Unerring hormone delivers cancer drug
Mice remain fertile with unusual chemotherapy technique.
Researchers may have found a better way to target anti-cancer drugs at tumours: they attach the medicine to hormones. The technique turns a traditional way of tackling cancer on its head, as researchers often try to inhibit tumour growth by blocking these hormones.
One of the main difficulties in cancer treatment is delivering drugs to tumours, and only tumours. Many current chemotherapy treatments use medicines that also kill normal cells, with side-effects that range from hair loss to infertility.
So Tamara Minko of Rutgers in Piscataway, New Jersey, and her colleagues decided to take advantage of the fact that many tumour cells produce abundant receptors for a hormone known as luteinizing hormone-releasing factor.
Cancer cells, particularly those from the breast, ovary and prostate, are known to contain more receptors for this hormone than normal cells.
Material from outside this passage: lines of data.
//! Symbolic math tool — evaluates mathematical expressions.
//!
//! Queries go to a [`MathBackend`]. With a Wolfram|Alpha app ID configured
//! the tool uses the hosted engine; otherwise it falls back to a local
//! recursive-descent evaluator that handles arithmetic, powers, a handful
//! of functions and the constants `pi` and `e`.

use async_trait::async_trait;
use gemcord_core::error::ToolError;
use gemcord_core::tool::{ParamKind, Tool, ToolSchema};
use serde::Deserialize;
use std::sync::Arc;
use std::time::Duration;
use tracing::debug;

const TOOL_NAME: &str = "symbolic_math";

/// Longest expression the local evaluator accepts, in characters.
const MAX_EXPRESSION_LEN: usize = 1000;

/// Deepest nesting of parentheses, unary minus and powers the parser follows.
const MAX_DEPTH: usize = 256;

/// Something that can answer a math query.
#[async_trait]
pub trait MathBackend: Send + Sync {
    async fn evaluate(&self, expression: &str) -> Result<serde_json::Value, String>;
}

pub struct SymbolicMathTool {
    backend: Arc<dyn MathBackend>,
}

impl SymbolicMathTool {
    pub fn new(backend: Arc<dyn MathBackend>) -> Self {
        Self { backend }
    }

    /// Local evaluation only.
    pub fn local() -> Self {
        Self::new(Arc::new(LocalEvaluator))
    }
}

#[async_trait]
impl Tool for SymbolicMathTool {
    fn name(&self) -> &str {
        TOOL_NAME
    }

    fn description(&self) -> &str {
        "Evaluate a mathematical expression exactly. Use this for any arithmetic or algebra \
         instead of computing it yourself. Supports +, -, *, /, ^, %, parentheses, \
         sqrt, sin, cos, tan, ln, log, abs, pi and e."
    }

    fn schema(&self) -> ToolSchema {
        ToolSchema::new().required(
            "expression",
            ParamKind::String,
            "The expression to evaluate, e.g. '(2 + 3) * 4' or 'sqrt(2)^2'",
        )
    }

    async fn execute(&self, arguments: serde_json::Value) -> Result<serde_json::Value, ToolError> {
        let expression = arguments["expression"].as_str().unwrap_or_default().trim();
        debug!(expression = %expression, "Evaluating expression");

        let result = self
            .backend
            .evaluate(expression)
            .await
            .map_err(|reason| ToolError::Failed {
                tool_name: TOOL_NAME.into(),
                reason,
            })?;

        Ok(serde_json::json!({
            "expression": expression,
            "result": result,
        }))
    }
}

/// In-process evaluator.
pub struct LocalEvaluator;

#[async_trait]
impl MathBackend for LocalEvaluator {
    async fn evaluate(&self, expression: &str) -> Result<serde_json::Value, String> {
        evaluate(expression).map(number_to_json)
    }
}

/// Integral results become JSON integers so "84" stays "84".
fn number_to_json(value: f64) -> serde_json::Value {
    if value.fract() == 0.0 && value.abs() < 1e15 {
        serde_json::json!(value as i64)
    } else {
        serde_json::json!(value)
    }
}

/// Wolfram|Alpha full-results API backend.
pub struct WolframAlphaBackend {
    client: reqwest::Client,
    app_id: String,
    base_url: String,
}

impl WolframAlphaBackend {
    pub fn new(app_id: impl Into<String>, timeout: Duration) -> Self {
        let client = reqwest::Client::builder()
            .timeout(timeout)
            .build()
            .unwrap_or_else(|_| reqwest::Client::new());
        Self {
            client,
            app_id: app_id.into(),
            base_url: "https://api.wolframalpha.com/v2".into(),
        }
    }
}

#[derive(Debug, Deserialize)]
struct WolframEnvelope {
    queryresult: WolframResult,
}

#[derive(Debug, Deserialize)]
struct WolframResult {
    success: bool,
    #[serde(default)]
    error: serde_json::Value,
    #[serde(default)]
    pods: Vec<WolframPod>,
}

#[derive(Debug, Deserialize)]
struct WolframPod {
    title: String,
    #[serde(default)]
    subpods: Vec<WolframSubpod>,
}

#[derive(Debug, Deserialize)]
struct WolframSubpod {
    #[serde(default)]
    plaintext: Option<String>,
}

/// Flatten pods into `{title: "text | text"}`.
fn summarize_pods(result: WolframResult) -> Result<serde_json::Value, String> {
    if !result.success {
        let detail = result.error["msg"].as_str().unwrap_or("no interpretation found");
        return Err(format!("Wolfram|Alpha could not answer: {detail}"));
    }

    let mut out = serde_json::Map::new();
    for pod in result.pods {
        let texts: Vec<String> = pod
            .subpods
            .into_iter()
            .filter_map(|s| s.plaintext)
            .filter(|t| !t.is_empty())
            .collect();
        if !texts.is_empty() {
            out.insert(pod.title, serde_json::Value::String(texts.join(" | ")));
        }
    }

    if out.is_empty() {
        return Err("Wolfram|Alpha returned no plaintext results".into());
    }
    Ok(serde_json::Value::Object(out))
}

#[async_trait]
impl MathBackend for WolframAlphaBackend {
    async fn evaluate(&self, expression: &str) -> Result<serde_json::Value, String> {
        let response = self
            .client
            .get(format!("{}/query", self.base_url))
            .query(&[
                ("appid", self.app_id.as_str()),
                ("input", expression),
                ("output", "json"),
                ("format", "plaintext"),
            ])
            .send()
            .await
            .map_err(|e| format!("request failed: {e}"))?;

        match response.status().as_u16() {
            200 => {}
            429 => return Err("Wolfram|Alpha rate limit exceeded".into()),
            501 => return Err("Wolfram|Alpha rejected the app ID".into()),
            status => return Err(format!("Wolfram|Alpha returned HTTP {status}")),
        }

        let envelope: WolframEnvelope = response
            .json()
            .await
            .map_err(|e| format!("unreadable response: {e}"))?;
        summarize_pods(envelope.queryresult)
    }
}

// ── Recursive-descent expression evaluator ────────────────────────────────

/// Evaluate a mathematical expression string.
pub fn evaluate(expr: &str) -> Result<f64, String> {
    if expr.chars().count() > MAX_EXPRESSION_LEN {
        return Err(format!("Expression longer than {MAX_EXPRESSION_LEN} characters"));
    }
    let tokens = tokenize(expr)?;
    let mut parser = Parser::new(&tokens);
    let result = parser.parse_expr()?;
    if let Some(tok) = parser.tokens.get(parser.pos) {
        return Err(format!("Unexpected token at position {}: {tok:?}", parser.pos));
    }
    if !result.is_finite() {
        return Err("Result is not a finite number".into());
    }
    Ok(result)
}

#[derive(Debug, Clone, PartialEq)]
enum Token {
    Number(f64),
    Ident(String),
    Plus,
    Minus,
    Star,
    Slash,
    Percent,
    Caret,
    LParen,
    RParen,
}

fn tokenize(input: &str) -> Result<Vec<Token>, String> {
    let mut tokens = Vec::new();
    let chars: Vec<char> = input.chars().collect();
    let mut i = 0;

    while i < chars.len() {
        let single = match chars[i] {
            c if c.is_whitespace() => {
                i += 1;
                continue;
            }
            '+' => Token::Plus,
            '-' => Token::Minus,
            '*' | '×' => Token::Star,
            '/' | '÷' => Token::Slash,
            '%' => Token::Percent,
            '^' => Token::Caret,
            '(' => Token::LParen,
            ')' => Token::RParen,
            c if c.is_ascii_digit() || c == '.' => {
                let start = i;
                while i < chars.len() && (chars[i].is_ascii_digit() || chars[i] == '.') {
                    i += 1;
                }
                let num_str: String = chars[start..i].iter().collect();
                let num: f64 = num_str
                    .parse()
                    .map_err(|_| format!("Invalid number: {num_str}"))?;
                tokens.push(Token::Number(num));
                continue;
            }
            c if c.is_ascii_alphabetic() => {
                let start = i;
                while i < chars.len() && chars[i].is_ascii_alphanumeric() {
                    i += 1;
                }
                tokens.push(Token::Ident(chars[start..i].iter().collect::<String>().to_ascii_lowercase()));
                continue;
            }
            c => return Err(format!("Unexpected character: '{c}'")),
        };
        tokens.push(single);
        i += 1;
    }

    Ok(tokens)
}

struct Parser<'a> {
    tokens: &'a [Token],
    pos: usize,
    depth: usize,
}

impl<'a> Parser<'a> {
    fn new(tokens: &'a [Token]) -> Self {
        Self {
            tokens,
            pos: 0,
            depth: 0,
        }
    }

    fn peek(&self) -> Option<&'a Token> {
        self.tokens.get(self.pos)
    }

    fn consume(&mut self) -> Option<&'a Token> {
        let tok = self.tokens.get(self.pos);
        if tok.is_some() {
            self.pos += 1;
        }
        tok
    }

    // expr = term (('+' | '-') term)*
    fn parse_expr(&mut self) -> Result<f64, String> {
        let mut left = self.parse_term()?;
        while let Some(op) = self.peek() {
            match op {
                Token::Plus => {
                    self.consume();
                    left += self.parse_term()?;
                }
                Token::Minus => {
                    self.consume();
                    left -= self.parse_term()?;
                }
                _ => break,
            }
        }
        Ok(left)
    }

    // term = unary (('*' | '/' | '%') unary)*
    fn parse_term(&mut self) -> Result<f64, String> {
        let mut left = self.parse_unary()?;
        while let Some(op) = self.peek() {
            match op {
                Token::Star => {
                    self.consume();
                    left *= self.parse_unary()?;
                }
                Token::Slash | Token::Percent => {
                    self.consume();
                    let right = self.parse_unary()?;
                    if right == 0.0 {
                        return Err("Division by zero".into());
                    }
                    if matches!(op, Token::Slash) {
                        left /= right;
                    } else {
                        left %= right;
                    }
                }
                _ => break,
            }
        }
        Ok(left)
    }

    // Every recursive path passes through here, so this bounds the stack.
    fn parse_unary(&mut self) -> Result<f64, String> {
        self.depth += 1;
        if self.depth > MAX_DEPTH {
            return Err("Expression nested too deeply".into());
        }
        let value = self.parse_unary_inner();
        self.depth -= 1;
        value
    }

    // unary = '-' unary | power
    fn parse_unary_inner(&mut self) -> Result<f64, String> {
        if let Some(Token::Minus) = self.peek() {
            self.consume();
            let val = self.parse_unary()?;
            return Ok(-val);
        }
        self.parse_power()
    }

    // power = primary ('^' unary)?    (right-associative)
    fn parse_power(&mut self) -> Result<f64, String> {
        let base = self.parse_primary()?;
        if let Some(Token::Caret) = self.peek() {
            self.consume();
            let exponent = self.parse_unary()?;
            return Ok(base.powf(exponent));
        }
        Ok(base)
    }

    // primary = NUMBER | CONST | FUNC '(' expr ')' | '(' expr ')'
    fn parse_primary(&mut self) -> Result<f64, String> {
        match self.consume() {
            Some(Token::Number(n)) => Ok(*n),
            Some(Token::LParen) => {
                let val = self.parse_expr()?;
                self.expect_rparen()?;
                Ok(val)
            }
            Some(Token::Ident(name)) => match name.as_str() {
                "pi" => Ok(std::f64::consts::PI),
                "e" => Ok(std::f64::consts::E),
                func => {
                    match self.consume() {
                        Some(Token::LParen) => {}
                        _ => return Err(format!("Unknown name: {func}")),
                    }
                    let arg = self.parse_expr()?;
                    self.expect_rparen()?;
                    apply_function(func, arg)
                }
            },
            Some(tok) => Err(format!("Unexpected token: {tok:?}")),
            None => Err("Unexpected end of expression".into()),
        }
    }

    fn expect_rparen(&mut self) -> Result<(), String> {
        match self.consume() {
            Some(Token::RParen) => Ok(()),
            _ => Err("Expected closing parenthesis".into()),
        }
    }
}

fn apply_function(name: &str, arg: f64) -> Result<f64, String> {
    let value = match name {
        "sqrt" if arg < 0.0 => return Err("Square root of a negative number".into()),
        "sqrt" => arg.sqrt(),
        "sin" => arg.sin(),
        "cos" => arg.cos(),
        "tan" => arg.tan(),
        "abs" => arg.abs(),
        "ln" | "log" if arg <= 0.0 => return Err("Logarithm of a non-positive number".into()),
        "ln" => arg.ln(),
        "log" => arg.log10(),
        other => return Err(format!("Unknown function: {other}")),
    };
    Ok(value)
}

// ── Tests ─────────────────────────────────────────────────────────────────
No one knows why, although it is assumed that it helps to promote a cancer cell's uncontrolled growth.
In the past, researchers have attempted to block the action of the factor, but Minko's team decided to take advantage of it.
The team attached a portion of luteinizing hormone-releasing factor to a drug called camptothecin, which kills cells by disrupting the repair and replication of DNA.
Twenty times more cells died in mice tumours treated with the drug when it was joined to the hormone, the team reports in the Proceedings of the National Academy of Sciences1. More important, most of the camptothecin reached cancerous cells and it hardly affected healthy organs such as the heart, lung and liver.
And female mice dosed with the drug had just as many babies as those who did not get the medicine.
The result is more targeted than many drug delivery approaches that have been tried in the past, says the team, though they still need to test exactly how accurate the technique is.
- Dharap S. S., et al. Proc. Natl Acad. Sci. USA, published online, doi:10.1073/pnas.0504274102 (2005).